(161s) In Situ Characterization of the Dynamic Emergence of Nanostructure and Transport Properties in Perfluorinated Sulfonic Acid Ionomer Thin Films

Katzenberg, A., New York University
Mukherjee, D., New York University
Okamoto, Y., New York University
Kusoglu, A., Berkeley Lab
Modestino, M., New York University
The need to increase power density in low-catalyst loading fuel cells has motivated the development of novel polymeric ionomers with high gas permeability for electrochemical catalyst layers, where the ionomer forms a nanometer-thick film around the catalyst and electrode material. An emerging class of ionomer incorporates high fractional free volume (FFV) monomers copolymerized with the perfluorinated sulfonic acid (PFSA) side chain common to traditional ionomers. Such ionomers phase separate into a hydrophobic and highly gas-permeable matrix and hydrophilic acid-rich domains, which provide pathways for ion transport. However, the bulky, asymmetric monomers which have shown promise for improving gas permeability also result in a stiff matrix with chemical and mechanical properties that diverge significantly from those of common PFSA ionomers (e.g., Nafionâ„¢) with a rubbery and semi-crystalline polytetrafluoroethylene (PTFE) matrix. In this study, we compare dynamic humidity-driven processes in Nafion and perfluorodioxolane-based ionomer thin-films with varied matrix mass fractions to gain fundamental insights into the dynamic emergence of transport processes and nanostructure in ionomers.

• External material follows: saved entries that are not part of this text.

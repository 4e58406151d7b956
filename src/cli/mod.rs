//! Command-line interface definitions for the `edgeward-queue` binary.
//!
//! This module centralises the clap parser structures so both the main binary
//! and the build script can reuse them when generating the manual page.

use clap::Parser;

/// Top-level CLI for the `edgeward-queue` binary.
#[derive(Debug, Parser)]
#[command(
    name = "edgeward-queue",
    about = "Inspect and feed the SAN certificate request queue",
    arg_required_else_help = true
)]
pub(crate) enum Cli {
    /// Append a SAN certificate request to the queue.
    #[command(name = "enqueue", about = "Append a SAN certificate request")]
    Enqueue(EnqueueCommand),
    /// Remove and print the oldest request.
    #[command(name = "dequeue", about = "Remove and print the oldest request")]
    Dequeue(DequeueCommand),
    /// Print every queued request without removing any.
    #[command(name = "list", about = "Print queued requests without removing them")]
    List,
    /// Take the oldest request and apply it to the SAN certificate property.
    #[command(
        name = "process",
        about = "Apply the oldest request to the SAN certificate property"
    )]
    Process(ProcessCommand),
}

/// Arguments for the `edgeward-queue enqueue` subcommand.
#[derive(Debug, Parser)]
pub(crate) struct EnqueueCommand {
    /// Domain to add to the shared certificate.
    #[arg(long, value_name = "DOMAIN")]
    pub(crate) domain: String,
    /// Certificate type recorded with the request.
    #[arg(long, value_name = "TYPE", default_value = "san")]
    pub(crate) cert_type: String,
    /// Flavor of the service owning the domain.
    #[arg(long, value_name = "FLAVOR")]
    pub(crate) flavor: String,
    /// Record `validate_service: true` on the request. Informational only;
    /// `process` does not act on it.
    #[arg(long)]
    pub(crate) validate: bool,
}

/// Arguments for the `edgeward-queue dequeue` subcommand.
#[derive(Debug, Parser)]
pub(crate) struct DequeueCommand {
    /// Wait until a request is available instead of returning at once.
    #[arg(long)]
    pub(crate) block: bool,
}

/// Arguments for the `edgeward-queue process` subcommand.
#[derive(Debug, Parser)]
pub(crate) struct ProcessCommand {
    /// Wait until a request is available instead of returning at once.
    #[arg(long)]
    pub(crate) block: bool,
}
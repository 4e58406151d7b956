//! Record stores for services, provider details, and flavors.
//!
//! The orchestrator only depends on the [`ServiceStore`] and [`FlavorStore`]
//! traits so storage engines can be swapped without touching the
//! reconciliation logic. [`memory`] provides the in-process engine used by
//! embedders and the tests.

use std::collections::BTreeMap;

use thiserror::Error;

use crate::model::{DeleteAttempt, Flavor, ProviderDetail, ServiceRecord, ServiceSpec};

pub mod memory;

pub use memory::{MemoryFlavorStore, MemoryServiceStore};

/// Page size used by [`ServiceStore::list`] when the caller gives none.
pub const DEFAULT_LIST_LIMIT: usize = 10;

/// Errors raised by record stores.
#[derive(Clone, Debug, Error, Eq, PartialEq)]
pub enum StoreError {
    /// Raised when the requested record does not exist.
    #[error("{kind} {name} not found")]
    NotFound {
        /// Record kind (`service` or `flavor`).
        kind: &'static str,
        /// Name or identifier that was looked up.
        name: String,
    },
    /// Raised when creating a record whose key is already taken.
    #[error("service {name} already exists for tenant {tenant_id}")]
    AlreadyExists {
        /// Owning tenant.
        tenant_id: String,
        /// Service name.
        name: String,
    },
    /// Raised when the storage engine cannot be reached.
    #[error("storage {storage} unavailable: {message}")]
    Unavailable {
        /// Storage engine name.
        storage: String,
        /// Description of the failure.
        message: String,
    },
}

impl StoreError {
    /// Builds a missing-service error.
    #[must_use]
    pub fn service_not_found(service_name: &str) -> Self {
        Self::NotFound {
            kind: "service",
            name: service_name.to_owned(),
        }
    }
}

/// Persistence of service records and their provider details.
///
/// Every method addresses a record by `(tenant_id, service_name)`.
pub trait ServiceStore: Send + Sync {
    /// Name reported by health checks.
    fn storage_name(&self) -> &str;

    /// Reports whether the engine is reachable.
    fn is_alive(&self) -> bool;

    /// Inserts a new record.
    ///
    /// # Errors
    ///
    /// Returns [`StoreError::AlreadyExists`] when the tenant already owns a
    /// service with the same name.
    fn create(&self, record: ServiceRecord) -> Result<(), StoreError>;

    /// Loads a whole record.
    ///
    /// # Errors
    ///
    /// Returns [`StoreError::NotFound`] when the record is absent.
    fn get(&self, tenant_id: &str, service_name: &str) -> Result<ServiceRecord, StoreError>;

    /// Replaces the stored spec, leaving provider details untouched.
    ///
    /// # Errors
    ///
    /// Returns [`StoreError::NotFound`] when the record is absent.
    fn update_spec(
        &self,
        tenant_id: &str,
        service_name: &str,
        spec: ServiceSpec,
    ) -> Result<(), StoreError>;

    /// Removes a record.
    ///
    /// # Errors
    ///
    /// Returns [`StoreError::NotFound`] when the record is absent.
    fn delete(&self, tenant_id: &str, service_name: &str) -> Result<(), StoreError>;

    /// Lists a tenant's records ordered by service name, starting strictly
    /// after `marker` and returning at most `limit` entries
    /// ([`DEFAULT_LIST_LIMIT`] when `None`).
    ///
    /// # Errors
    ///
    /// Returns [`StoreError::Unavailable`] when the engine cannot be read.
    fn list(
        &self,
        tenant_id: &str,
        marker: Option<&str>,
        limit: Option<usize>,
    ) -> Result<Vec<ServiceRecord>, StoreError>;

    /// Loads the provider detail mapping of a record.
    ///
    /// # Errors
    ///
    /// Returns [`StoreError::NotFound`] when the record is absent.
    fn get_provider_details(
        &self,
        tenant_id: &str,
        service_name: &str,
    ) -> Result<BTreeMap<String, ProviderDetail>, StoreError>;

    /// Atomically replaces the provider detail mapping and returns what was
    /// persisted.
    ///
    /// # Errors
    ///
    /// Returns [`StoreError::NotFound`] when the record is absent.
    fn update_provider_details(
        &self,
        tenant_id: &str,
        service_name: &str,
        details: BTreeMap<String, ProviderDetail>,
    ) -> Result<BTreeMap<String, ProviderDetail>, StoreError>;

    /// Stores the latest delete attempt on a record.
    ///
    /// # Errors
    ///
    /// Returns [`StoreError::NotFound`] when the record is absent.
    fn record_delete_attempt(
        &self,
        tenant_id: &str,
        service_name: &str,
        attempt: DeleteAttempt,
    ) -> Result<(), StoreError>;

    /// Marks every provider `delete_in_progress` and records `attempt` in a
    /// single write, returning the persisted mapping.
    ///
    /// # Errors
    ///
    /// Returns [`StoreError::NotFound`] when the record is absent; nothing is
    /// written in that case.
    fn begin_delete(
        &self,
        tenant_id: &str,
        service_name: &str,
        attempt: DeleteAttempt,
    ) -> Result<BTreeMap<String, ProviderDetail>, StoreError>;
}

/// Read-only access to flavor reference data.
pub trait FlavorStore: Send + Sync {
    /// Loads a flavor.
    ///
    /// # Errors
    ///
    /// Returns [`StoreError::NotFound`] when the flavor is unknown.
    fn get(&self, flavor_id: &str) -> Result<Flavor, StoreError>;
}
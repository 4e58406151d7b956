//! Binary entry point for the `edgeward-queue` operator tool.

use std::io::{self, Write};
use std::process;
use std::sync::Arc;

use clap::Parser;
use serde_json::{Value, json};
use thiserror::Error;
use tracing_subscriber::EnvFilter;

use edgeward::config::{ConfigError, EdgewardConfig};
use edgeward::flow::{ModSanWorker, PapiError, ReqwestPapiClient, WorkerError};
use edgeward::model::ModSanRequest;
use edgeward::queue::{FsCoordinationBackend, ModSanQueue, QueueError};

mod cli;

use cli::{Cli, DequeueCommand, EnqueueCommand, ProcessCommand};

const LOG_ENV: &str = "EDGEWARD_LOG";

#[derive(Debug, Error)]
enum CliError {
    #[error("configuration error: {0}")]
    Config(#[from] ConfigError),
    #[error("invalid argument: {0}")]
    InvalidArgument(String),
    #[error("queue error: {0}")]
    Queue(#[from] QueueError),
    #[error("payload error: {0}")]
    Payload(#[from] serde_json::Error),
    #[error("vendor client error: {0}")]
    Client(#[from] PapiError),
    #[error("worker error: {0}")]
    Worker(#[from] WorkerError),
    #[error("failed to write output: {0}")]
    Output(#[from] io::Error),
}

#[tokio::main]
async fn main() {
    init_tracing();
    let cli = Cli::parse();
    let exit_code = match dispatch(cli, &mut io::stdout()).await {
        Ok(()) => 0,
        Err(err) => {
            report_error(&err);
            1
        }
    };

    process::exit(exit_code);
}

fn init_tracing() {
    let filter = EnvFilter::try_from_env(LOG_ENV).unwrap_or_else(|_| EnvFilter::new("info"));
    tracing_subscriber::fmt()
        .with_env_filter(filter)
        .with_writer(io::stderr)
        .init();
}

async fn dispatch(cli: Cli, out: &mut impl Write) -> Result<(), CliError> {
    let config = EdgewardConfig::load_without_cli_args()?;
    config.validate()?;
    let queue = open_queue(&config)?;

    match cli {
        Cli::Enqueue(command) => enqueue(&queue, command, out),
        Cli::Dequeue(command) => dequeue(&queue, &command, out).await,
        Cli::List => list(&queue, out),
        Cli::Process(command) => process_next(&config, queue, &command, out).await,
    }
}

fn open_queue(config: &EdgewardConfig) -> Result<ModSanQueue, CliError> {
    let backend = FsCoordinationBackend::open(&config.queue_dir())?;
    Ok(ModSanQueue::new(Arc::new(backend)).with_poll_interval(config.poll_interval()))
}

fn enqueue(
    queue: &ModSanQueue,
    command: EnqueueCommand,
    out: &mut impl Write,
) -> Result<(), CliError> {
    let domain = command.domain.trim();
    if domain.is_empty() {
        return Err(CliError::InvalidArgument(String::from(
            "--domain must not be empty",
        )));
    }
    let request = ModSanRequest {
        cert_type: command.cert_type,
        domain_name: domain.to_owned(),
        flavor_id: command.flavor,
        validate_service: command.validate.then_some(true),
    };
    queue.enqueue(&request.to_payload()?)?;
    tracing::info!(domain = %request.domain_name, "queued SAN certificate request");
    write_line(out, &serde_json::to_value(&request)?)
}

async fn dequeue(
    queue: &ModSanQueue,
    command: &DequeueCommand,
    out: &mut impl Write,
) -> Result<(), CliError> {
    match queue.dequeue(command.block).await? {
        Some(payload) => write_line(out, &payload_value(&payload)),
        None => {
            tracing::info!("queue is empty");
            Ok(())
        }
    }
}

fn list(queue: &ModSanQueue, out: &mut impl Write) -> Result<(), CliError> {
    for payload in queue.traverse()? {
        write_line(out, &payload_value(&payload))?;
    }
    Ok(())
}

async fn process_next(
    config: &EdgewardConfig,
    queue: ModSanQueue,
    command: &ProcessCommand,
    out: &mut impl Write,
) -> Result<(), CliError> {
    config.validate_worker()?;
    let client = ReqwestPapiClient::new(config.papi_base_url.trim(), config.provider_timeout())?;
    let worker = ModSanWorker::new(
        queue,
        Arc::new(client),
        config.property_settings(),
        config.san_cert_hostname.trim(),
    )
    .with_notify_emails(config.notify_emails());

    match worker.process_next(command.block).await? {
        Some(report) => write_line(
            out,
            &json!({
                "request": report.request,
                "version": report.version,
                "activation_link": report.activation_link,
            }),
        ),
        None => {
            tracing::info!("queue is empty");
            Ok(())
        }
    }
}

/// Decodes a queued payload for display, falling back to its text form when
/// it is not JSON.
fn payload_value(payload: &[u8]) -> Value {
    serde_json::from_slice(payload)
        .unwrap_or_else(|_| Value::String(String::from_utf8_lossy(payload).into_owned()))
}

fn write_line(out: &mut impl Write, value: &Value) -> Result<(), CliError> {
    writeln!(out, "{value}")?;
    Ok(())
}

fn report_error(err: &CliError) {
    write_error(io::stderr(), err);
}

fn write_error(mut target: impl Write, err: &CliError) {
    writeln!(target, "{err}").ok();
}

#[cfg(test)]
mod tests {
    use super::*;

    use edgeward::queue::CoordinationBackend;
    use tempfile::TempDir;

    fn temp_queue() -> (TempDir, ModSanQueue) {
        let dir = TempDir::new().expect("tempdir");
        let path = camino::Utf8PathBuf::from_path_buf(dir.path().join("queue"))
            .expect("utf8 temp path");
        let backend: Arc<dyn CoordinationBackend> =
            Arc::new(FsCoordinationBackend::open(&path).expect("open queue"));
        (dir, ModSanQueue::new(backend))
    }

    fn lines(buffer: Vec<u8>) -> Vec<Value> {
        String::from_utf8(buffer)
            .expect("utf8")
            .lines()
            .map(|line| serde_json::from_str(line).expect("json line"))
            .collect()
    }

    #[tokio::test]
    async fn enqueue_then_dequeue_prints_request() {
        let (_dir, queue) = temp_queue();
        let mut out = Vec::new();
        enqueue(
            &queue,
            EnqueueCommand {
                domain: String::from(" www.abc.com "),
                cert_type: String::from("san"),
                flavor: String::from("premium"),
                validate: true,
            },
            &mut out,
        )
        .expect("enqueue");
        dequeue(&queue, &DequeueCommand { block: false }, &mut out)
            .await
            .expect("dequeue");

        let printed = lines(out);
        assert_eq!(printed.len(), 2);
        assert_eq!(printed.first(), printed.last());
        let first = printed.first().expect("line");
        assert_eq!(first.get("domain_name"), Some(&json!("www.abc.com")));
        assert_eq!(first.get("validate_service"), Some(&json!(true)));
    }

    #[tokio::test]
    async fn dequeue_on_empty_queue_prints_nothing() {
        let (_dir, queue) = temp_queue();
        let mut out = Vec::new();
        dequeue(&queue, &DequeueCommand { block: false }, &mut out)
            .await
            .expect("dequeue");
        assert!(out.is_empty());
    }

    #[test]
    fn enqueue_rejects_blank_domain() {
        let (_dir, queue) = temp_queue();
        let err = enqueue(
            &queue,
            EnqueueCommand {
                domain: String::from("  "),
                cert_type: String::from("san"),
                flavor: String::from("premium"),
                validate: false,
            },
            &mut Vec::new(),
        )
        .expect_err("blank domain");
        assert!(matches!(err, CliError::InvalidArgument(_)), "{err}");
        assert!(queue.is_empty().expect("len"));
    }

    #[test]
    fn list_keeps_entries_and_shows_raw_payloads() {
        let (_dir, queue) = temp_queue();
        queue.enqueue(b"{\"domain_name\":\"a.com\"}").expect("enqueue");
        queue.enqueue(b"not json").expect("enqueue");
        let mut out = Vec::new();
        list(&queue, &mut out).expect("list");

        assert_eq!(
            lines(out),
            vec![json!({"domain_name": "a.com"}), json!("not json")]
        );
        assert_eq!(queue.len().expect("len"), 2);
    }

    #[test]
    fn write_error_writes_cli_error() {
        let mut buf = Vec::new();
        let err = CliError::InvalidArgument(String::from("--domain must not be empty"));
        write_error(&mut buf, &err);
        let rendered = String::from_utf8(buf).expect("utf8");
        assert!(
            rendered.contains("invalid argument: --domain must not be empty"),
            "rendered: {rendered}"
        );
    }
}
//! Orchestrator behaviour harness.

mod bdd_steps;
mod scenarios;
mod test_helpers;
//! Error types for service orchestration.

use thiserror::Error;

use crate::queue::QueueError;
use crate::storage::StoreError;

/// Errors surfaced to callers of [`super::ServiceOrchestrator`].
///
/// Individual provider failures are not errors: they are recorded in the
/// provider details and returned as outcomes.
#[derive(Debug, Error)]
pub enum OrchestratorError {
    /// Raised when a service spec references an unknown flavor.
    #[error("flavor {flavor_id} not found")]
    FlavorNotFound {
        /// Requested flavor.
        flavor_id: String,
    },
    /// Raised when the addressed service does not exist.
    #[error("service {service_name} not found")]
    NotFound {
        /// Requested service.
        service_name: String,
    },
    /// Raised when creating a service whose name is taken.
    #[error("service {service_name} already exists for tenant {tenant_id}")]
    AlreadyExists {
        /// Owning tenant.
        tenant_id: String,
        /// Conflicting name.
        service_name: String,
    },
    /// Raised when an update tries to rename the service.
    #[error("update for service {service_name} carries a spec named {spec_name}")]
    InvalidUpdate {
        /// Service being updated.
        service_name: String,
        /// Name found in the new spec.
        spec_name: String,
    },
    /// Raised when the delete worker cannot be dispatched because no async
    /// runtime is running.
    #[error("cannot dispatch delete worker: {0}")]
    Runtime(#[source] tokio::runtime::TryCurrentError),
    /// Raised when the storage engine fails.
    #[error("storage failure: {0}")]
    Storage(#[source] StoreError),
    /// Raised when a SAN request cannot be queued.
    #[error("failed to queue SAN certificate request: {0}")]
    Queue(#[from] QueueError),
    /// Raised when a SAN request cannot be encoded.
    #[error("failed to encode SAN certificate request: {0}")]
    Payload(#[source] serde_json::Error),
}

impl From<StoreError> for OrchestratorError {
    fn from(err: StoreError) -> Self {
        match err {
            StoreError::NotFound {
                kind: "flavor",
                name,
            } => Self::FlavorNotFound { flavor_id: name },
            StoreError::NotFound { name, .. } => Self::NotFound { service_name: name },
            StoreError::AlreadyExists { tenant_id, name } => Self::AlreadyExists {
                tenant_id,
                service_name: name,
            },
            other @ StoreError::Unavailable { .. } => Self::Storage(other),
        }
    }
}

impl OrchestratorError {
    /// Reports whether the error means the addressed record does not exist.
    #[must_use]
    pub const fn is_not_found(&self) -> bool {
        matches!(self, Self::NotFound { .. } | Self::FlavorNotFound { .. })
    }
}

Through in situ water uptake measurements, we demonstrate decoupled effects of the mass fraction and chemical structure of the matrix on water sorption rates. The Fickian mass-transport swelling rate of Nafion was around 50% higher than in dioxolane-containing ionomers and was independent of the matrix mass fraction. Non-Fickian polymer relaxation rate was sensitive to both type and fraction of the matrix, increasing by 22% across the range of dioxolane fractions studied and by another 100% in Nafion. These effects are attributed to reduction of segmental mobility of the hydrophobic matrix upon incorporation of dioxolane groups. The polymer relaxation is shown to correlate to changes in ionomer conductivity and nanostructure, revealed through in situ Grazing-Incidence Small Angle X-ray Scattering (GISAXS) measurements, showing that initial water sorption is associated with rapid ionomer domain swelling while the polymer relaxation corresponds to a slower ordering these domains. These unique structure-performance relationships revealed by polymer dynamics studies can help guide the design of novel high-performing ionomers.